L’éblouissement des sens

Le style de Nadia Alami-Bahnini est raffiné. Les R’batis l’ont constaté de visu à l’occasion du premier défilé Jaipour. Sur les rythmes d’une musique des mille et une nuit, des créatures de rêves, vêtus en soie, mousseline, dentelles ou tout simplement en coton ont donné un aperçu de l’immense talent de cette créatrice.
Dans un début de soirée estivale, les «filles Jaipour» ont rafraîchi l’atmosphère. Détendues mais élégantes, elles ont présenté des tenues de plage tendance ethnique. Chez Jaipour, le traditionnel est une affaire de tous les jours. La collection des maillots de bain a en effet été rehaussée par de magnifiques «Kmiss». Cet habit que toute marocaine possède a mué en vêtement de plage raffiné. Leurs couleurs acidulées, allant du blanc au noir en passant par de différents tons de mauve et de rouge ont émerveillé les dizaines de femmes mais surtout les quelques hommes qui ont assisté au défilé. Tous ou presque ne pensaient qu’aux prochaines vacances au bord de la mer. Toute aussi élégante et confortable, la collection prêt-à-porter a joint des tenues sportswears à d’autres plus classiques.

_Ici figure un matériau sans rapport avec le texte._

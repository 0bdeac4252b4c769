use crate::{args::usage, clock::Clock, filter::AgeFilter};
use anyhow::Context;
use async_trait::async_trait;
use std::io::Write;

/// The cluster operations a retention run needs
#[async_trait]
pub trait IndexStore {
    /// Names of every index currently in the cluster
    async fn list_indices(&self) -> anyhow::Result<Vec<String>>;

    /// Delete all of `indices` as one action. Any failure aborts the run.
    async fn delete_indices(&self, indices: &[String]) -> anyhow::Result<()>;
}

/// How a retention run ended, short of an error
#[derive(Debug, Clone, PartialEq, Eq)]
pub enum Outcome {
    /// No endpoints were given
    Usage,
    /// The cluster holds no indices at all
    NoIndices,
    /// Indices exist but none is old enough
    NothingToDelete,
    /// These indices were deleted
    Deleted(Vec<String>),
}

impl Outcome {
    pub fn exit_code(&self) -> i32 {
        match self {
            Outcome::Usage => 1,
            _ => 0,
        }
    }

    /// Line printed to stdout for the early-exit outcomes
    pub fn message(&self) -> Option<&'static str> {
        match self {
            Outcome::NoIndices => Some("ElasticSearch has no indices"),
            Outcome::NothingToDelete => Some("No indices to delete"),
            _ => None,
        }
    }

    /// Write what the user sees on stdout for this outcome. `program` is
    /// the name shown in the usage line.
    pub fn report<W: Write>(
        &self, program: &str, out: &mut W,
    ) -> std::io::Result<()> {
        match self {
            Outcome::Usage => writeln!(out, "{}", usage(program)),
            Outcome::Deleted(indices) => {
                log::info!("{} indices deleted", indices.len());
                Ok(())
            }
            other => match other.message() {
                Some(message) => writeln!(out, "{}", message),
                None => Ok(()),
            },
        }
    }
}

/// Run one retention pass against the cluster reachable at `endpoints`.
///
/// `connect` is only called when at least one endpoint is given. Errors from
/// connecting, listing or deleting are returned untouched apart from context.
pub async fn run<S, C>(
    endpoints: &[String], connect: C, clock: &dyn Clock,
) -> anyhow::Result<Outcome>
where
    S: IndexStore,
    C: FnOnce(&[String]) -> anyhow::Result<S>,
{
    if endpoints.is_empty() {
        return Ok(Outcome::Usage);
    }

    let store =
        connect(endpoints).context("failed to connect to elasticsearch")?;

    let indices = store.list_indices().await.context("failed to list indices")?;
    if indices.is_empty() {
        return Ok(Outcome::NoIndices);
    }
    log::info!("{} indices found", indices.len());

    let outdated = AgeFilter::default().apply(&indices, clock.now())?;
    if outdated.is_empty() {
        return Ok(Outcome::NothingToDelete);
    }
    log::info!("deleting {} outdated indices: {:?}", outdated.len(), outdated);

    store
        .delete_indices(&outdated)
        .await
        .context("failed to delete indices")?;
    Ok(Outcome::Deleted(outdated))
}

#[cfg(test)]
mod tests {
    use super::*;
    use crate::clock::FixedClock;
    use chrono::{NaiveDate, TimeZone, Utc};
    use std::sync::{
        atomic::{AtomicBool, Ordering},
        Mutex,
    };

    #[derive(Default)]
    struct FakeStore {
        indices: Vec<String>,
        fail_list: bool,
        fail_delete: bool,
        deleted: Mutex<Vec<Vec<String>>>,
    }

    #[async_trait]
    impl<'a> IndexStore for &'a FakeStore {
        async fn list_indices(&self) -> anyhow::Result<Vec<String>> {
            if self.fail_list {
                anyhow::bail!("connection refused");
            }
            Ok(self.indices.clone())
        }

        async fn delete_indices(
            &self, indices: &[String],
        ) -> anyhow::Result<()> {
            self.deleted.lock().unwrap().push(indices.to_vec());
            if self.fail_delete {
                anyhow::bail!("index_not_found_exception");
            }
            Ok(())
        }
    }

    fn store(indices: &[&str]) -> FakeStore {
        FakeStore {
            indices: indices.iter().map(|s| s.to_string()).collect(),
            ..Default::default()
        }
    }

    fn clock() -> FixedClock {
        let midnight = NaiveDate::from_ymd_opt(2023, 1, 10)
            .unwrap()
            .and_hms_opt(0, 0, 0)
            .unwrap();
        FixedClock(Utc.from_utc_datetime(&midnight))
    }

    fn endpoints() -> Vec<String> {
        vec!["es1:9200".to_string()]
    }

    fn reported(outcome: &Outcome) -> String {
        let mut out = Vec::new();
        outcome.report("es-retention", &mut out).unwrap();
        String::from_utf8(out).unwrap()
    }

    #[test]
    fn report_writes_one_line_per_early_exit() {
        assert_eq!(
            reported(&Outcome::Usage),
            "USAGE: es-retention HOSTNAME[:PORT] ...\n"
        );
        assert_eq!(
            reported(&Outcome::NoIndices),
            "ElasticSearch has no indices\n"
        );
        assert_eq!(
            reported(&Outcome::NothingToDelete),
            "No indices to delete\n"
        );
        assert_eq!(reported(&Outcome::Deleted(endpoints())), "");
    }

    #[tokio::test]
    async fn no_endpoints_is_usage_without_connecting() {
        let connected = AtomicBool::new(false);
        let fake = store(&[]);
        let outcome = run(
            &[],
            |_| {
                connected.store(true, Ordering::SeqCst);
                Ok(&fake)
            },
            &clock(),
        )
        .await
        .unwrap();

        assert_eq!(outcome, Outcome::Usage);
        assert_eq!(outcome.exit_code(), 1);
        assert!(!connected.load(Ordering::SeqCst));
    }

    #[tokio::test]
    async fn empty_cluster_stops_before_delete() {
        let fake = store(&[]);
        let outcome = run(&endpoints(), |_| Ok(&fake), &clock()).await.unwrap();

        assert_eq!(outcome, Outcome::NoIndices);
        assert_eq!(outcome.message(), Some("ElasticSearch has no indices"));
        assert_eq!(outcome.exit_code(), 0);
        assert!(fake.deleted.lock().unwrap().is_empty());
    }

    #[tokio::test]
    async fn nothing_old_enough_stops_before_delete() {
        let fake = store(&["logs-2023-01-08", "logs-2023-01-10", ".kibana"]);
        let outcome = run(&endpoints(), |_| Ok(&fake), &clock()).await.unwrap();

        assert_eq!(outcome, Outcome::NothingToDelete);
        assert_eq!(outcome.message(), Some("No indices to delete"));
        assert!(fake.deleted.lock().unwrap().is_empty());
    }

    #[tokio::test]
    async fn deletes_exactly_the_outdated_indices_once() {
        let fake =
            store(&["logs-2023-01-01", "logs-2023-01-05", "logs-2023-01-10"]);
        let passed = Mutex::new(Vec::new());
        let outcome = run(
            &endpoints(),
            |hosts| {
                passed.lock().unwrap().extend_from_slice(hosts);
                Ok(&fake)
            },
            &clock(),
        )
        .await
        .unwrap();

        let expected = vec![
            "logs-2023-01-01".to_string(),
            "logs-2023-01-05".to_string(),
        ];
        assert_eq!(outcome, Outcome::Deleted(expected.clone()));
        assert_eq!(outcome.exit_code(), 0);
        assert_eq!(outcome.message(), None);
        assert_eq!(*fake.deleted.lock().unwrap(), vec![expected]);
        assert_eq!(*passed.lock().unwrap(), endpoints());
    }

    #[tokio::test]
    async fn delete_failure_propagates() {
        let mut fake = store(&["logs-2023-01-01"]);
        fake.fail_delete = true;
        let err = run(&endpoints(), |_| Ok(&fake), &clock()).await.unwrap_err();

        assert!(format!("{:#}", err).contains("index_not_found_exception"));
        assert_eq!(fake.deleted.lock().unwrap().len(), 1);
    }

    #[tokio::test]
    async fn list_and_connect_failures_propagate() {
        let mut fake = store(&["logs-2023-01-01"]);
        fake.fail_list = true;
        let err = run(&endpoints(), |_| Ok(&fake), &clock()).await.unwrap_err();
        assert!(format!("{:#}", err).contains("failed to list indices"));
        assert!(fake.deleted.lock().unwrap().is_empty());

        let err = run::<&FakeStore, _>(
            &endpoints(),
            |_| Err(anyhow::anyhow!("relative URL without a base")),
            &clock(),
        )
        .await
        .unwrap_err();
        assert!(format!("{:#}", err).contains("failed to connect"));
    }
}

Toute l’élégance italienne pouvait se voir lors de cette seconde partie du défilé. Un show urbano-chic de tailleurs décorés de strass, de tops raffinés et de pantalons droits et stricts accompagnés de pulls moulants qui révèlent plus que ne cachent toute la sensualité du corps féminin. De la féminité, les tenues Jaipour en regorgeaient en effet à l’image de ces robes du soir. C’est que la Marocaine a le droit de se sentir à l’aise tout en étant magnifiquement parée. Chacune des tenues qui ont été présentées est en parfaite symbiose avec l’atmosphère de fête. Les matières utilisées, cuir, perles ou encore lacets témoignent d’un grand effort créatif. On dirait que Nadia Alami-Bahnini voulait personnaliser ces tenues pour soirées en paillettes. Le dernier volet de ce défilé était le traditionnel caftan marocain. Khadija El Arabi semblait vouloir recréer ce vêtement qui fait la fierté de toute Marocaine.
Le traditionnel de la coupe est resté pratiquement le même, mais la touche Jaipour concernait les étoffes. Il était beaucoup question de soie, mais également de dentelle, de mousseline, d’organza et même de patchwork. En dessinant ces modèles, la styliste visait une femme sensuelle et sûre d’elle en toutes circonstances. Les bijoux et accessoires portaient la signature de Nadia Alami-Bahnini. Cette dame qui, après avoir fait des études de management, s’est tournée vers la fabrication de bijoux avant de lancer la création de ses propres modèles. Des modèles, il y en avait bien sûr ce vendredi soir à Rabat. Mais alors que les mannequins défilaient, on sentait surtout la volonté de créer une mode «made in Morocco», faite par des Marocains et pour des Marocaines.